Studies have shown that the addition of foreign data to domestic data improves the prediction of subsequent national evaluations (Powell et al., 2000). Available national evaluations from all contributing countries are processed together by Interbull and evaluations are returned to each country on their own scale. Even when based entirely on foreign daughters, these evaluations have been shown to be good predictors of later domestic evaluations (Powell et al., 2004a). However, some studies have raised concern about whether use of the data is optimized across countries. Weigel and Powell (2000) found that MACE predictions were no more effective than former predictions based on pairwise conversion equations. Moreover, Powell and Norman (2000) showed that, for yield traits, the use of specific genetic correlations for each country pair was no more accurate than assuming that the genetic correlations were essentially unity (0.995). However, Australia and New Zealand, which have the lowest estimated correlations with most of the other countries, were not included in that study. These findings did not suggest that it was incorrect to use estimated genetic correlations; however, they raised the question of whether that use was justified without an improvement in accuracy. The considerable differences among countries in rankings of top bulls, which are a consequence of using estimated genetic correlations, lead to confusion in international marketing. Foreign evaluations for SCS have been shown to provide useful predictions of future national evaluations (Powell et al., 2004b), but the influence of genetic correlations on accuracy of predictions has not been studied.

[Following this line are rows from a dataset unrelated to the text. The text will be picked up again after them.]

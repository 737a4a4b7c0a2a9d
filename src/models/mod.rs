pub mod emergency;
pub mod history;
pub mod homecare;
pub mod identity;
pub mod log_entry;
pub mod module;
pub mod patient;

pub use emergency::EmergencyEvent;
pub use history::HistoryEntry;
pub use homecare::HomecareRequest;
pub use identity::{Identity, Role};
pub use log_entry::LogEntry;
pub use module::Module;
pub use patient::Patient;
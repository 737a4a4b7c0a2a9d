use chrono::NaiveDateTime;
use serde::{Deserialize, Serialize};

/// A free-text clinical note attached to exactly one patient.
///
/// The canonical order of a patient's histories is `created_at`
/// ascending with the row id as tiebreak; positional edit/delete
/// operate on that order.
#[derive(Debug, Clone, PartialEq, Serialize, Deserialize)]
pub struct HistoryEntry {
    pub id: i64,
    pub content: String,
    pub created_at: NaiveDateTime,
    pub patient_id: i64,
}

Banos et al. (2001) found that the imposition, in one country, of cow paternity errors averaging 11% reduced estimated genetic correlations with other countries by about 5%. This portion of the difference from a unity genetic correlation is not due to biology, model, or trait definition; thus, the resulting estimated genetic correlations could be considered artificially low. The appropriate genetic correlation that would optimize prediction of bull genetic merit across countries may be at some point between the estimated genetic correlation and unity.
The merit of using estimated genetic correlations in the Interbull procedure can be investigated by comparing evaluations calculated using estimated correlations with evaluations calculated assuming unity correlations for accuracy of prediction of later national evaluations. The objective of this study was to investigate the appropriateness of the current system and the influence of estimated genetic correlations relative to unity correlations on evaluations in various countries.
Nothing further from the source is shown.